Can Faith Be Restored?

The key question now is what it would take to rebuild the trust that markets crave. Historically, faith returns when the Fed either convincingly defeats inflation or pivots to cutting rates. But the timeline for either is foggy.

“I think the market needs to see three consecutive months of core inflation below 4% before it starts to believe the narrative of a soft landing,” said Priya Sharma, a global macro strategist at Oxford Economics in London. “That probably means we are in for at least another two months of this faith deficit, and that means more volatility.”

Meanwhile, some are betting that the lack of faith itself will force the Fed’s hand. If stock and bond markets continue to deteriorate, and if the banking sector shows further stress (the collapse of Silicon Valley Bank in March was partly a faith crisis), the Fed may feel compelled to pause or even cut rates sooner than it currently signals. The futures market is currently pricing in a 35% chance of a rate cut by July, up from 5% a month ago.

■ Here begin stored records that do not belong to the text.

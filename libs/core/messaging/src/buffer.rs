//! The durable queue contract shared by every buffer backend.

use crate::error::QueueError;
use async_trait::async_trait;
use std::fmt;

/// Acknowledgement half of a delivered message.
///
/// Implementations must make a second acknowledgement of the same delivery a
/// no-op success.
#[async_trait]
pub trait AckHandle: Send + Sync {
    async fn ack(&self) -> Result<(), QueueError>;
}

/// A single delivery from a buffer.
///
/// The message stays in flight until [`Buffer::mark_consumed`] is called.
/// Dropping it without acknowledgement leaves it eligible for redelivery once
/// the backend's ack deadline passes.
pub struct QueueMessage {
    payload: String,
    /// Backend sequence number of the stored item
    pub sequence: u64,
    /// Number of times this item has been delivered, including this one
    pub delivery_count: u32,
    handle: Box<dyn AckHandle>,
}

impl QueueMessage {
    pub fn new(
        payload: impl Into<String>,
        sequence: u64,
        delivery_count: u32,
        handle: Box<dyn AckHandle>,
    ) -> Self {
        Self {
            payload: payload.into(),
            sequence,
            delivery_count,
            handle,
        }
    }

    pub fn payload(&self) -> &str {
        &self.payload
    }

    /// Check if this is a redelivery.
    pub fn is_redelivery(&self) -> bool {
        self.delivery_count > 1
    }

    pub(crate) async fn ack(&self) -> Result<(), QueueError> {
        self.handle.ack().await
    }
}

impl fmt::Debug for QueueMessage {
    fn fmt(&self, f: &mut fmt::Formatter<'_>) -> fmt::Result {
        f.debug_struct("QueueMessage")
            .field("payload", &self.payload)
            .field("sequence", &self.sequence)
            .field("delivery_count", &self.delivery_count)
            .finish_non_exhaustive()
    }
}

/// Durable, at-least-once FIFO of text items.
///
/// Items are delivered in publication order per consumer group. An item is
/// removed only after [`mark_consumed`](Buffer::mark_consumed); an item that
/// is delivered and never acknowledged is delivered again later.
#[async_trait]
pub trait Buffer: Send + Sync {
    /// Logical name of the queue.
    fn name(&self) -> &str;

    /// Append one item. Returns the assigned sequence number.
    async fn enqueue(&self, item: &str) -> Result<u64, QueueError>;

    /// Append each item in order. Returns how many were appended.
    ///
    /// An empty batch succeeds without touching the backend. On error, items
    /// before the failing one may already be durable.
    async fn enqueue_batch(&self, items: &[String]) -> Result<usize, QueueError> {
        for item in items {
            self.enqueue(item).await?;
        }
        Ok(items.len())
    }

    /// Deliver the next available item, waiting up to the backend's fetch
    /// timeout. Returns [`QueueError::NotAvailable`] when nothing arrived.
    async fn dequeue(&self) -> Result<QueueMessage, QueueError>;

    /// Acknowledge a delivered item so it is never delivered again.
    async fn mark_consumed(&self, message: &QueueMessage) -> Result<(), QueueError> {
        message.ack().await
    }
}
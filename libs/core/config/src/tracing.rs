use crate::Environment;
use tracing::{debug, info};
use tracing_subscriber::{prelude::*, EnvFilter};

/// Install color-eyre with a project-standard configuration.
///
/// Safe to call multiple times.
pub fn install_color_eyre() {
    let _ = color_eyre::config::HookBuilder::default()
        .display_location_section(true)
        .display_env_section(false)
        .install();
}

/// Default filter directives when `RUST_LOG` is not set.
fn default_directives(environment: &Environment) -> &'static str {
    if environment.is_production() {
        "info,async_nats=warn,h2=warn,hyper=warn,reqwest=warn"
    } else {
        "debug,async_nats=info,h2=info,hyper=info,tower=info,reqwest=info"
    }
}

/// Initialize tracing with environment-aware configuration and error span capture.
///
/// - **Production** (`APP_ENV=production`): flattened JSON events for log aggregation.
/// - **Development** (default): pretty, human-readable output.
///
/// Both include `tracing_error::ErrorLayer` so eyre reports carry span traces.
/// `RUST_LOG` overrides the default directives. Calling this more than once is
/// harmless (common in tests).
pub fn init_tracing(environment: &Environment) {
    let filter = EnvFilter::try_from_default_env()
        .unwrap_or_else(|_| EnvFilter::new(default_directives(environment)));

    let result = if environment.is_production() {
        tracing_subscriber::registry()
            .with(
                tracing_subscriber::fmt::layer()
                    .json()
                    .with_target(false)
                    .flatten_event(true),
            )
            .with(tracing_error::ErrorLayer::default())
            .with(filter)
            .try_init()
    } else {
        tracing_subscriber::registry()
            .with(
                tracing_subscriber::fmt::layer()
                    .with_target(true)
                    .with_file(false)
                    .with_line_number(false)
                    .pretty(),
            )
            .with(tracing_error::ErrorLayer::default())
            .with(filter)
            .try_init()
    };

    match result {
        Ok(_) => {
            info!(environment = ?environment, "Tracing initialized");
        }
        Err(_) => {
            debug!("Tracing already initialized, skipping re-initialization");
        }
    }
}
use serde::Deserialize;

/// Qdrant connection configuration
#[derive(Debug, Clone, Deserialize)]
pub struct QdrantConfig {
    pub host: String,
    #[serde(default = "default_port")]
    pub port: u16,
    /// Collection written by ingestion and searched by prompt assembly
    pub collection: String,
    #[serde(default)]
    pub api_key: Option<String>,
    #[serde(default = "default_timeout_secs")]
    pub timeout_secs: u64,
}

fn default_port() -> u16 {
    6334
}

fn default_timeout_secs() -> u64 {
    30
}

impl QdrantConfig {
    pub fn new(host: impl Into<String>, collection: impl Into<String>) -> Self {
        Self {
            host: host.into(),
            port: default_port(),
            collection: collection.into(),
            api_key: None,
            timeout_secs: default_timeout_secs(),
        }
    }

    pub fn with_port(mut self, port: u16) -> Self {
        self.port = port;
        self
    }

    pub fn with_api_key(mut self, api_key: String) -> Self {
        self.api_key = Some(api_key);
        self
    }

    pub fn with_timeout(mut self, secs: u64) -> Self {
        self.timeout_secs = secs;
        self
    }

    /// gRPC endpoint URL
    pub fn url(&self) -> String {
        if self.host.starts_with("http://") || self.host.starts_with("https://") {
            format!("{}:{}", self.host, self.port)
        } else {
            format!("http://{}:{}", self.host, self.port)
        }
    }
}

But the danger of a premature pivot is that inflation reaccelerates — what economists call a “stop-go” cycle that undermines monetary policy credibility even further. That would be the ultimate loss of faith.

For now, investors, business leaders, and households are left to navigate a world where the most trusted institutions seem less trustworthy. The markets are a mirror, and what they reflect is unsettling. As one trader in New York put it dryly last week, “We’re all finding each other’s lack of faith disturbing.”

The coming weeks will be telling. With the Federal Reserve’s next meeting on May 3, and a slew of inflation and jobs data due before then, the faith test is far from over. Whether the central bank can restore confidence — or whether the market will continue to doubt its every move — will determine the direction of the global economy for the rest of this year.